AVAILABLE DATA START

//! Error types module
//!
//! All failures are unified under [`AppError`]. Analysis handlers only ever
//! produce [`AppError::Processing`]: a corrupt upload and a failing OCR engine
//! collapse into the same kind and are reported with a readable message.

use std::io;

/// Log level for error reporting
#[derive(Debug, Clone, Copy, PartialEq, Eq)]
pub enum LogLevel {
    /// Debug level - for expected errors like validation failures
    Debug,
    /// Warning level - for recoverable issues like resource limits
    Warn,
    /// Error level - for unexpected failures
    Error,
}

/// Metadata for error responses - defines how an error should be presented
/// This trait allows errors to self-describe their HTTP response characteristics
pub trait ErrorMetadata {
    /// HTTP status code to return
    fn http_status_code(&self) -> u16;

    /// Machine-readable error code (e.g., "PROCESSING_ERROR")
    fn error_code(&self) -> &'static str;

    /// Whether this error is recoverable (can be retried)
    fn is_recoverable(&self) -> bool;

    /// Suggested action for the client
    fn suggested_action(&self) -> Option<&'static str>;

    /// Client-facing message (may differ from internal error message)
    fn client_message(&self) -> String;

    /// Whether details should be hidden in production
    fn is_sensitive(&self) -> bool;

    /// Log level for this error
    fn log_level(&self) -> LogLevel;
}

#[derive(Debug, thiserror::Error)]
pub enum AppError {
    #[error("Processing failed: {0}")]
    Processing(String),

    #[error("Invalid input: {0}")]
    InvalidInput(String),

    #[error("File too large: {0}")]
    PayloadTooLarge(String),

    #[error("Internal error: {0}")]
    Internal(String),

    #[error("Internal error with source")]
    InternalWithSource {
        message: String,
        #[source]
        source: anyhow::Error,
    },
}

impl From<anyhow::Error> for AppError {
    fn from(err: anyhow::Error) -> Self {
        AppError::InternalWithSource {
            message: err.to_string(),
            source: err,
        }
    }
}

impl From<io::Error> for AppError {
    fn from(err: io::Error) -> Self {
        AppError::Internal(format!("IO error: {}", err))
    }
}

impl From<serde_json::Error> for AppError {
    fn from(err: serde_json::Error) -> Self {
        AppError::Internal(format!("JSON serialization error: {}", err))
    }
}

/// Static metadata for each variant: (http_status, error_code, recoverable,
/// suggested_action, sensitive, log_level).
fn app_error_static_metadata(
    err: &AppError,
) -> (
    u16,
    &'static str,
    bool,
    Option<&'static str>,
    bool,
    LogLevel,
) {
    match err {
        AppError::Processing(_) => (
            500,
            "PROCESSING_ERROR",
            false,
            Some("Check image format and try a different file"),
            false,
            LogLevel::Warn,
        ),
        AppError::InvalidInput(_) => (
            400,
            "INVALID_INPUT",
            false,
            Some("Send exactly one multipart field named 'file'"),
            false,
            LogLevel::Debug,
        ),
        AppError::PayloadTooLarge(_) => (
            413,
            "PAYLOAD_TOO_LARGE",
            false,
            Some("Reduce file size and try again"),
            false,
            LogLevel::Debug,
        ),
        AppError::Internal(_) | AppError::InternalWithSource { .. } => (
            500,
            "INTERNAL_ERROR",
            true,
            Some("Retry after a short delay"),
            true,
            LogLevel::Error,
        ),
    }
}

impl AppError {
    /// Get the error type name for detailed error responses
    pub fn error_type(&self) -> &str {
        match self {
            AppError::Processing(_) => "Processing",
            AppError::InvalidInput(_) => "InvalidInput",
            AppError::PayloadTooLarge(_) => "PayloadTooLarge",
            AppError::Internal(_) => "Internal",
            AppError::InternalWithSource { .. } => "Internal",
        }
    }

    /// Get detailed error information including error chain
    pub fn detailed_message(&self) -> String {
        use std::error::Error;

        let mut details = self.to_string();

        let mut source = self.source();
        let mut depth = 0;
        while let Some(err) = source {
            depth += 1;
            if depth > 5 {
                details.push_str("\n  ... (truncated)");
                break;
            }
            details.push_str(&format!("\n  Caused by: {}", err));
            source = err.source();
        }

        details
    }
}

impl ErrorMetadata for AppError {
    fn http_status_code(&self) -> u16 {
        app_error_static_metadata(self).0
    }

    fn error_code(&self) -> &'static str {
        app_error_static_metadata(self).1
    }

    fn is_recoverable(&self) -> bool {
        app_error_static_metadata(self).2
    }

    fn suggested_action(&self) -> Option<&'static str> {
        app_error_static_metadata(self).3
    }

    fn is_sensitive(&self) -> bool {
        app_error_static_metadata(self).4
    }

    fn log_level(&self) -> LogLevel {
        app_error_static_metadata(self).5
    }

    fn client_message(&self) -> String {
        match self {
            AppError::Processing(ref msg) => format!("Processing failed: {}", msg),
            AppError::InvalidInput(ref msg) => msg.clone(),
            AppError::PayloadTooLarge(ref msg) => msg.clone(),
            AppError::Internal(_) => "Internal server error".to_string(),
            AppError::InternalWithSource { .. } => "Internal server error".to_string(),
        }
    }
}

AVAILABLE DATA END
AVAILABLE DATA START

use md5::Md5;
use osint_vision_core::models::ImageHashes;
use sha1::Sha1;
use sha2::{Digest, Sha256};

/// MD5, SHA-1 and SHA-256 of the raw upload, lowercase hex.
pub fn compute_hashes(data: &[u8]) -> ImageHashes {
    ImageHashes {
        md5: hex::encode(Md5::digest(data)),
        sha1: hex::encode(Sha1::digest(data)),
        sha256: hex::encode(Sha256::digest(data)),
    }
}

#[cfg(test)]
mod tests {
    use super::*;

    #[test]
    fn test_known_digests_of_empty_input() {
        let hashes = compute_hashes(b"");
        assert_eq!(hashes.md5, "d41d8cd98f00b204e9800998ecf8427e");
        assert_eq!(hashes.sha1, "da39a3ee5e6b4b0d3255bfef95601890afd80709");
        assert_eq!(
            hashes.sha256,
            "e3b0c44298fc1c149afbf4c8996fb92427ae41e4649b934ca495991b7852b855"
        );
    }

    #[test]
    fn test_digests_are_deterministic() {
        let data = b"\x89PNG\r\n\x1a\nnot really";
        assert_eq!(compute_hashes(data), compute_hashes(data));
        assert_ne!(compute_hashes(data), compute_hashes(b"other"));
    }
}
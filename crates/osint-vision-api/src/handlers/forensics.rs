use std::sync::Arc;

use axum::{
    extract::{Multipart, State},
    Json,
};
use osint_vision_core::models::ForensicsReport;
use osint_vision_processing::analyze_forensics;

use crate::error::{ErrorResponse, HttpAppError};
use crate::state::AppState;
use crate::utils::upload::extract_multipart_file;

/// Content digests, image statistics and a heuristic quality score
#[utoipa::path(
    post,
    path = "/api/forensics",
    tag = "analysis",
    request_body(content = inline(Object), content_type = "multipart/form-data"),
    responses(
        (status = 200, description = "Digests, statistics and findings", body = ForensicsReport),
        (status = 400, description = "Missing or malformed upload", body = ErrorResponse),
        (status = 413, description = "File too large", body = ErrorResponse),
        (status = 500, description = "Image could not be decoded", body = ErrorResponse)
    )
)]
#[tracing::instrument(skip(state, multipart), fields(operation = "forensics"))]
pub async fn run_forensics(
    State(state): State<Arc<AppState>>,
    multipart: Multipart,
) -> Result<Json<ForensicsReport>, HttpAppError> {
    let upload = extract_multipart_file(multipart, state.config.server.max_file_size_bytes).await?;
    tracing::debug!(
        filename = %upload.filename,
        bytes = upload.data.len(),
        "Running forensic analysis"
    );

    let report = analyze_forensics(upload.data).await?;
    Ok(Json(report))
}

AVAILABLE DATA END

WHAT TO DO: Could you give the number of lines in the entries that contain the string "tracing"? Only the number, please.

OUTPUT FOR THIS TASK: 2